Almost choking on the words that made her guts sink and twist, while being so vile as to almost make her choke on them, Cere was nearly outsider of herself, "It's him."
.***.***.***.***.
Cal crested the canyon, finding torrents of ice and slush rushing by less than a meter away. Across a wide river of frozen slurry were another set of cliffs, these being much lower and topped with the damaged Mantis.
Looking into the avalanche, Cal found a few scattered boulders, apparently barely standing in place against the crashing ice. Cursing himself for wasting so much time talking to Caleb, Cal made a quick step in the shot clear area before taking a long leap to one of the stones peaking above the torrent of frost.
Wet but not frozen, the stones were just stable enough for Cal to land before jumping to the next.
A dangerous amount of focus taken up by the Mantis, Cal barely noticed as the ground shifted, this time sweeping stones along the cascading torrents of snow.
Jumping from moving point to stationary ones as quickly as he could drive his exhausted legs, Cal was forced to stop when the outcropping of solid granite he landed on shifted under his weight. Pausing slightly and adjusting to the motion, he only just regained his balance in time to see the Mantis' fin swivel over the cliffs edge as the ship rose into the air.
Peering into the sky, he heard nothing of the ship's rumbling thrusters, their sound swallowed by that of the avalanche. He felt none of the relief, the sense of home that the silver-white ship had once carried with it.
But he did feel a twist in his gut, a gnawing sense of betrayal as the yacht lifted from the ground, damaged engine causing it to wobble into the sky.
Worse still, he was left with a clear view into the cockpit.
All three of his former friends, his found family, rushed around the little room. Each of them in their usual spots, it seemed that they had adapted to his absence flawlessly, preforming as if he had never been there at all.
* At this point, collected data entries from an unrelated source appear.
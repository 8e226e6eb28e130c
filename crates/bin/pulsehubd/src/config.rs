//! Configuration loading — TOML file with environment variable overrides.
//!
//! Looks for `pulsehub.toml` in the working directory. Every field has a
//! sensible default so the file is optional. Environment variables take
//! precedence over file values.

use std::time::Duration;

use serde::Deserialize;

/// Top-level configuration.
#[derive(Debug, Default, Deserialize)]
#[serde(default)]
pub struct Config {
    /// HTTP server settings.
    pub server: ServerConfig,
    /// Broadcast hub settings.
    pub hub: HubConfig,
    /// Clock publisher settings.
    pub ticker: TickerConfig,
    /// Logging settings.
    pub logging: LoggingConfig,
}

/// HTTP listener configuration.
#[derive(Debug, Deserialize)]
#[serde(default)]
pub struct ServerConfig {
    /// Address to bind to (e.g. `0.0.0.0`).
    pub host: String,
    /// TCP port.
    pub port: u16,
}

/// Broadcast hub configuration.
#[derive(Debug, Deserialize)]
#[serde(default)]
pub struct HubConfig {
    /// Messages a subscriber may have pending before new ones are dropped for it.
    pub outbox_capacity: usize,
}

/// Clock publisher configuration.
#[derive(Debug, Deserialize)]
#[serde(default)]
pub struct TickerConfig {
    /// Milliseconds between two clock messages.
    pub interval_ms: u64,
}

/// Logging configuration.
#[derive(Debug, Deserialize)]
#[serde(default)]
pub struct LoggingConfig {
    /// Filter directive (`RUST_LOG` syntax).
    pub filter: String,
}

impl Config {
    /// Load configuration from `pulsehub.toml` (if present) then apply
    /// environment-variable overrides.
    ///
    /// # Errors
    ///
    /// Returns an error if the TOML file exists but is malformed, or if a
    /// value is out of range.
    pub fn load() -> Result<Self, ConfigError> {
        let mut config = Self::from_file("pulsehub.toml")?;
        config.apply_env_overrides();
        config.validate()?;
        Ok(config)
    }

    fn from_file(path: &str) -> Result<Self, ConfigError> {
        match std::fs::read_to_string(path) {
            Ok(content) => toml::from_str(&content).map_err(ConfigError::Parse),
            Err(err) if err.kind() == std::io::ErrorKind::NotFound => Ok(Self::default()),
            Err(err) => Err(ConfigError::Io(err)),
        }
    }

    fn apply_env_overrides(&mut self) {
        self.apply_overrides(|key| std::env::var(key).ok());
    }

    /// Apply overrides read through `get`. Values that don't parse are
    /// ignored and the previous setting is kept. `RUST_LOG` wins over
    /// `PULSEHUB_LOG`.
    fn apply_overrides(&mut self, get: impl Fn(&str) -> Option<String>) {
        if let Some(val) = get("PULSEHUB_HOST") {
            self.server.host = val;
        }
        if let Some(val) = get("PULSEHUB_PORT")
            && let Ok(port) = val.parse()
        {
            self.server.port = port;
        }
        if let Some(val) = get("PULSEHUB_BIND")
            && let Some((host, port)) = val.rsplit_once(':')
        {
            self.server.host = host.to_string();
            if let Ok(port) = port.parse() {
                self.server.port = port;
            }
        }
        if let Some(val) = get("PULSEHUB_LOG") {
            self.logging.filter = val;
        }
        if let Some(val) = get("RUST_LOG") {
            self.logging.filter = val;
        }
    }

    fn validate(&self) -> Result<(), ConfigError> {
        if self.server.port == 0 {
            return Err(ConfigError::Validation("port must be non-zero".to_string()));
        }
        if self.hub.outbox_capacity == 0 {
            return Err(ConfigError::Validation(
                "hub.outbox_capacity must be non-zero".to_string(),
            ));
        }
        if self.ticker.interval_ms == 0 {
            return Err(ConfigError::Validation(
                "ticker.interval_ms must be non-zero".to_string(),
            ));
        }
        Ok(())
    }

    /// Return the `host:port` bind address.
    #[must_use]
    pub fn bind_addr(&self) -> String {
        format!("{}:{}", self.server.host, self.server.port)
    }

    /// Return the clock publisher period.
    #[must_use]
    pub fn tick_interval(&self) -> Duration {
        Duration::from_millis(self.ticker.interval_ms)
    }
}

impl Default for ServerConfig {
    fn default() -> Self {
        Self {
            host: "0.0.0.0".to_string(),
            port: 8080,
        }
    }
}

impl Default for HubConfig {
    fn default() -> Self {
        Self {
            outbox_capacity: 16,
        }
    }
}

impl Default for TickerConfig {
    fn default() -> Self {
        Self { interval_ms: 2000 }
    }
}

impl Default for LoggingConfig {
    fn default() -> Self {
        Self {
            filter: "pulsehubd=info,pulsehub_app=info,pulsehub_adapter_http_axum=info,tower_http=debug"
                .to_string(),
        }
    }
}

/// Configuration errors.
#[derive(Debug, thiserror::Error)]
pub enum ConfigError {
    /// TOML parse failure.
    #[error("failed to parse config file")]
    Parse(#[from] toml::de::Error),
    /// File I/O failure.
    #[error("failed to read config file")]
    Io(#[from] std::io::Error),
    /// Semantic validation failure.
    #[error("invalid configuration: {0}")]
    Validation(String),
}
//! Time helpers and the clock payload format.

use chrono::{Local, NaiveDateTime};

/// Format used by [`clock_message`].
const CLOCK_FORMAT: &str = "%Y-%m-%d %H:%M:%S";

/// Return the current wall-clock time in the local timezone.
#[must_use]
pub fn now_local() -> NaiveDateTime {
    Local::now().naive_local()
}

/// Render the clock payload, e.g. `Current Time: 2024-05-01 13:37:00`.
#[must_use]
pub fn clock_message(at: NaiveDateTime) -> String {
    format!("Current Time: {}", at.format(CLOCK_FORMAT))
}

#[cfg(test)]
mod tests {
    use chrono::NaiveDate;

    use super::*;

    #[test]
    fn should_format_clock_message() {
        let at = NaiveDate::from_ymd_opt(2024, 5, 1)
            .unwrap()
            .and_hms_opt(9, 3, 7)
            .unwrap();
        assert_eq!(clock_message(at), "Current Time: 2024-05-01 09:03:07");
    }

    #[test]
    fn should_truncate_sub_second_precision() {
        let at = NaiveDate::from_ymd_opt(1999, 12, 31)
            .unwrap()
            .and_hms_milli_opt(23, 59, 59, 999)
            .unwrap();
        assert_eq!(clock_message(at), "Current Time: 1999-12-31 23:59:59");
    }
}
A tiny speck of black on a shifting sea of white ice, the crew saw him too.
Fully clad in an Imperial uniform, he was unrecognizable as the hopeful scrapper they had pulled off Bracca. Hair brushed back, cloths un-frayed, he looked like a clinical version of himself, molded and pressed into whatever form best suited the empire. Different but the same, still had BD with him. The little explorer droid also damaged and partially rebuilt within the empire, he seemed a perfect metaphor for what they had done to Cal.
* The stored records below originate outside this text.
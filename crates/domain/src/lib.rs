//! # pulsehub-domain
//!
//! Pure domain model for the pulsehub broadcast server.
//!
//! ## Responsibilities
//! - Foundational types: subscriber identifiers, error conventions, timestamps
//! - Define **Messages** (opaque payloads fanned out to every subscriber)
//! - Allocate subscriber identities that never collide with a live one
//!
//! ## Dependency rule
//! This crate has **no internal dependencies**.
//! It must never import anything from `app`, adapters, or external IO crates.
//! Channels, tasks and the hub loop live in the `app` crate.

pub mod error;
pub mod id;
pub mod message;
pub mod time;
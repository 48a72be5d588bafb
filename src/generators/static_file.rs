//! # StaticFileGenerator
//!
//! Emits exactly one file with fixed content. Grounded on
//! `original_source/sharedapi/drift/staticfile/staticfile.go`'s `Syncer`:
//! decode `{filename, content}`, write it, done. The Go original hardcodes
//! mode `0644`; this generator exposes an optional `mode` field since
//! `FileState` already carries a mode and the config decoder is free to
//! default it the same way.
//!
//! Stateless: config is decoded fresh from `RunContext::run_config` on
//! every `run`, so one registered instance serves every sync entry naming
//! this kind, each with its own `filename`/`content`.

use serde::{Deserialize, Serialize};

use crate::context::RunContext;
use crate::error::{Error, Result};
use crate::filesystem::FileSystemMap;
use crate::path::Path;
use crate::registry::{priority, Generator};
use crate::state::{FileState, StateWithChangeReason};

const DEFAULT_MODE: u32 = 0o644;

#[derive(Debug, Clone, PartialEq, Eq, Serialize, Deserialize)]
pub struct StaticFileConfig {
    pub filename: String,
    pub content: String,
    #[serde(default)]
    pub mode: Option<u32>,
}

pub struct StaticFileGenerator;

impl StaticFileGenerator {
    pub const fn name() -> &'static str {
        "staticfile"
    }

    pub fn new() -> Self {
        StaticFileGenerator
    }

    /// Decodes a sync entry's opaque config subtree into `StaticFileConfig`.
    fn decode(run_config: &serde_yaml::Value) -> Result<StaticFileConfig> {
        let config: StaticFileConfig =
            serde_yaml::from_value(run_config.clone()).map_err(|e| Error::DecodeFailed {
                name: Self::name().to_string(),
                message: e.to_string(),
            })?;
        if config.filename.is_empty() {
            return Err(Error::DecodeFailed {
                name: Self::name().to_string(),
                message: "filename is required".to_string(),
            });
        }
        Ok(config)
    }
}

impl Default for StaticFileGenerator {
    fn default() -> Self {
        Self::new()
    }
}

impl Generator for StaticFileGenerator {
    fn name(&self) -> &str {
        Self::name()
    }

    fn priority(&self) -> i32 {
        priority::NORMAL
    }

    fn validate_config(&self, run_config: &serde_yaml::Value) -> Result<()> {
        Self::decode(run_config).map(|_| ())
    }

    fn run(&self, ctx: &RunContext) -> Result<FileSystemMap<StateWithChangeReason>> {
        let config = Self::decode(&ctx.run_config)?;
        let path = Path::new(&config.filename)?;
        let mode = config.mode.unwrap_or(DEFAULT_MODE);
        let state = FileState::present(config.content.into_bytes(), mode);

        let mut result = FileSystemMap::new();
        result.add(
            path,
            StateWithChangeReason::new(state, format!("{} generator", Self::name())),
        )?;
        Ok(result)
    }
}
The Mantis rose into the sky. Too far to jump, even for him, Cal was left to watch them flee.
He was left to think.
How many close calls had they escaped? How many times had he been stumbling into the ship; clinging to the center table as the Mantis lurched to the side during a hasty take-off; peering out through the cockpit window at some danger that they narrowly escape?
And now he was on the other side of the glass.
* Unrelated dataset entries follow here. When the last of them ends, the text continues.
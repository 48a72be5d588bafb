//! # StateLoader
//!
//! Reads the actual on-disk state of a single path. A missing file maps to
//! `FileState::absent()` rather than an error; any other I/O failure
//! propagates.
//!
//! Grounded on `original_source/sharedapi/files/os.go`'s `osLoader.LoadState`
//! / `NewStateFromPath`.

use std::path::PathBuf;

use crate::error::Result;
use crate::path::Path;
use crate::state::FileState;

/// Reads file state from a backing store (real filesystem or virtual).
pub trait StateLoader {
    fn load(&self, path: &Path) -> Result<FileState>;
}

/// Loads state from the real filesystem rooted at `destination_root`.
pub struct PosixStateLoader {
    destination_root: PathBuf,
}

impl PosixStateLoader {
    pub fn new(destination_root: impl Into<PathBuf>) -> Self {
        PosixStateLoader {
            destination_root: destination_root.into(),
        }
    }

    fn full_path(&self, path: &Path) -> PathBuf {
        self.destination_root.join(path.as_std_path())
    }
}

impl StateLoader for PosixStateLoader {
    fn load(&self, path: &Path) -> Result<FileState> {
        let full_path = self.full_path(path);
        match std::fs::metadata(&full_path) {
            Ok(metadata) => {
                let contents = std::fs::read(&full_path)?;
                #[cfg(unix)]
                let mode = {
                    use std::os::unix::fs::PermissionsExt;
                    metadata.permissions().mode() & 0o777
                };
                #[cfg(not(unix))]
                let mode = if metadata.permissions().readonly() {
                    0o444
                } else {
                    0o644
                };
                Ok(FileState::present(contents, mode))
            }
            Err(e) if e.kind() == std::io::ErrorKind::NotFound => Ok(FileState::absent()),
            Err(e) => Err(e.into()),
        }
    }
}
Flurries of ice and snow kicked up around the stone, landing against Cal's boots and legs. Clad in a heavy imperial uniform the pinpricks of ice didn't bother him much, instead melting in place and feeding into a distant numbness.
With out fanfare, the Mantis slipped out of view, it's silver-blue body disappearing into the dull sky.
Leaving Cal alone in the snow.
For a long while, he waited for the scream of a passing TIE, or a telltale explosion. But neither came.
What did come was an undeniable rage.
They left him. Not just at the Fortress, not just as a metaphor. The looked him in the eye, and fled onto the sky, just as they had time and time again while he had been by their side.
What part he might have played, what motivation or fear he gave them, he didn't care.
Lost in a downward spiral, a few things because clear.
Not only was his old life gone, killed by his own hand, but any hope that he might espace the life he lived now was also gone.
Fled into the sky, fearful of what he had become.
He belonged here. Abandoned in the middle of a storm. In the midst of the Empire.
He belonged here . It was an obvious truth. And now he had no choice but to finally accepted it.